The court not only concluded that the issues must be heard in a proceeding brought pursuant to section 1012 but also held that an order made in accordance with its provisions is not a deprivation of due process. “Although the requirements of due process often involve a prior full hearing, it has long been recognized that where public necessity requires, there can be action followed by a hearing. ...” (P. 235.) (Also see Carpenter v. Pacific Mutual Life Ins. Co., 10 Cal 2d 307, 324 [74 P.2d 761] ; State Savings etc. Bank v. Anderson, 165 Cal. 437 [132 P. 755, L.R.A. 1915E 65] ; North American Bldg. & Loan Assn. v. Richardson, 6 Cal.2d 90 [ 56 P.2d 1221].) “It must be remembered that insurance companies, like banks and building and loan companies, are charged with a public interest, and hence, the price of doing business is the fact that whenever a condition exists which the insurance commissioner feels is hazardous, he may take over the company and the question of whether he was justified in doing so is thereafter threshed out.” (P. 233.)

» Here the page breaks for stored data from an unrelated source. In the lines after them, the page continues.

use std::fs::File;
use std::io::BufReader;
use std::path::Path;

use serde::Deserialize;

use crate::foundation::core::{Millis, Viewport};
use crate::foundation::error::{BouquetError, BouquetResult};
use crate::foundation::rng::SeededRng;
use crate::paint::color::Color;
use crate::render::cpu::CpuSurfaceOpts;
use crate::runtime::host::ScriptedHost;
use crate::scene::SceneOpts;
use crate::scene::background::DEFAULT_STAR_COUNT;
use crate::scene::bouquet::FlowerCap;

/// Scripted pointer-down in client coordinates.
#[derive(Clone, Copy, Debug, PartialEq, Deserialize)]
#[serde(deny_unknown_fields)]
pub struct TapDef {
    /// Clock value the tap is delivered at.
    pub at_ms: Millis,
    /// Client x.
    pub x: f64,
    /// Client y.
    pub y: f64,
}

/// JSON-facing run configuration. Every field is optional.
#[derive(Clone, Debug, PartialEq, Deserialize)]
#[serde(deny_unknown_fields, default)]
pub struct SceneConfig {
    /// Drawable size in CSS pixels.
    pub viewport: Viewport,
    /// Device pixels per CSS pixel.
    pub device_pixel_ratio: f64,
    /// Generator seed; `None` seeds from the operating system.
    pub seed: Option<u64>,
    /// Number of background stars.
    pub star_count: usize,
    /// Bound on accumulated flowers. `None` keeps every flower.
    pub max_flowers: Option<usize>,
    /// Frame rate of the scripted host.
    pub fps: u32,
    /// Frames the scripted host delivers.
    pub frames: u64,
    /// Scripted pointer events.
    pub taps: Vec<TapDef>,
    /// Opaque backing colour.
    pub clear: Color,
}

impl Default for SceneConfig {
    fn default() -> Self {
        Self {
            viewport: Viewport::default(),
            device_pixel_ratio: 1.0,
            seed: None,
            star_count: DEFAULT_STAR_COUNT,
            max_flowers: None,
            fps: 60,
            frames: 120,
            taps: Vec::new(),
            clear: Color::BLACK,
        }
    }
}

impl SceneConfig {
    /// Parse from a JSON reader and validate.
    pub fn from_reader<R: std::io::Read>(r: R) -> BouquetResult<Self> {
        let cfg: Self = serde_json::from_reader(r)
            .map_err(|e| BouquetError::serde(format!("parse scene config JSON: {e}")))?;
        cfg.validate()?;
        Ok(cfg)
    }

    /// Parse from a JSON file on disk and validate.
    pub fn from_path(path: impl AsRef<Path>) -> BouquetResult<Self> {
        let path = path.as_ref();
        let f = File::open(path).map_err(|e| {
            BouquetError::validation(format!("open scene config '{}': {e}", path.display()))
        })?;
        Self::from_reader(BufReader::new(f))
    }

    /// Check ranges serde cannot express.
    pub fn validate(&self) -> BouquetResult<()> {
        let vp = self.viewport;
        if !(vp.width.is_finite() && vp.height.is_finite() && vp.width > 0.0 && vp.height > 0.0) {
            return Err(BouquetError::validation(
                "viewport width/height must be finite and > 0",
            ));
        }
        if !(self.device_pixel_ratio.is_finite() && self.device_pixel_ratio > 0.0) {
            return Err(BouquetError::validation(
                "device_pixel_ratio must be finite and > 0",
            ));
        }
        if self.fps == 0 {
            return Err(BouquetError::validation("fps must be non-zero"));
        }
        if self.max_flowers == Some(0) {
            return Err(BouquetError::validation("max_flowers must be at least 1"));
        }
        if let Some(tap) = self
            .taps
            .iter()
            .find(|t| !(t.at_ms.is_finite() && t.at_ms >= 0.0))
        {
            return Err(BouquetError::validation(format!(
                "tap time must be finite and >= 0, got {}",
                tap.at_ms
            )));
        }
        Ok(())
    }

    /// Scene startup options.
    pub fn scene_opts(&self) -> SceneOpts {
        SceneOpts {
            star_count: self.star_count,
            cap: FlowerCap::from_option(self.max_flowers),
        }
    }

    /// CPU surface options.
    pub fn surface_opts(&self) -> CpuSurfaceOpts {
        CpuSurfaceOpts {
            device_pixel_ratio: self.device_pixel_ratio,
            clear: self.clear,
        }
    }

    /// Seeded generator, or an entropy-seeded one without a seed.
    pub fn rng(&self) -> SeededRng {
        match self.seed {
            Some(seed) => SeededRng::from_seed_u64(seed),
            None => SeededRng::from_entropy(),
        }
    }

    /// Host replaying the configured taps at the configured frame rate.
    pub fn scripted_host(&self) -> BouquetResult<ScriptedHost> {
        let host = ScriptedHost::new(self.fps, self.frames, self.viewport)?;
        Ok(self
            .taps
            .iter()
            .fold(host, |host, tap| host.with_tap(tap.at_ms, tap.x, tap.y)))
    }
}

#[cfg(test)]
#[path = "../tests/unit/config.rs"]
mod tests;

The Legislature has provided a procedure by which the public interest in insurance companies may be protected.

*402The only requirement for judicial action upon the application of the commissioner is his determination that he believes a hazardous condition exists which jeopardizes the future of the company. Upon an application stating those facts, the code provides that the court “shall” issue the order for conservatorship. The word “shall” as used in the Insurance Code, is mandatory. (§16.)

Section 3423, subdivision 4, of the Civil Code and also section 526, subdivision 4, of the Code of Civil Procedure provide that an injunction cannot be granted “to prevent the execution of a public statute, by officers of the law, for the public benefit. ’ ’ These sections do not bar judicial action where the invalidity of the statute under which he is acting is shown (Reclamation Dist. No. 1500 v. Superior Court, 171 Cal. 672 [154 P. 845]) or when the officer exceeds his powers. (Cowell v. Martin, 43 Cal. 605.) However, sections 1011 and 1013 of the Insurance Code have been upheld as valid (Rhode Island Ins. Co. v. Downey, 95 Cal. App.2d 220 [212 P.2d 965]), and if the commissioner follows the statutory procedure and certifies that certain conditions exist, his action cannot be successfully challenged on the ground of excess of authority.

In Southern Oregon Co. v. Quine, 70 Ore. 63 [139 P. 332], the court said, “We think the law is fixed, beyond cavil, that courts of equity have no power by injunction to restrain a public officer from performing an official act that he is required by valid law to perform. It is not sufficient to clothe the court with jurisdiction to say simply that, unless the court extends its restraining hand, hardships will follow, or irreparable damage will ensue, because the officer delegated to execute such law may act unwisely or injuriously to the party seeking relief. The acts must be such as are without the sanction of a sound law.” This statement has been quoted with approval by the courts of this state. (See Reclamation Dist. No. 1500 v. Superior Court, 171 Cal. 672 [154 P. 845] ; Loftis v. Superior Court, 25 Cal.App.2d 346, 353 [77 P.2d 491].)

A court is not vested with jurisdiction to issue an injunction by an allegation in the pleadings that the commissioner has abused his discretion or acted in bad faith.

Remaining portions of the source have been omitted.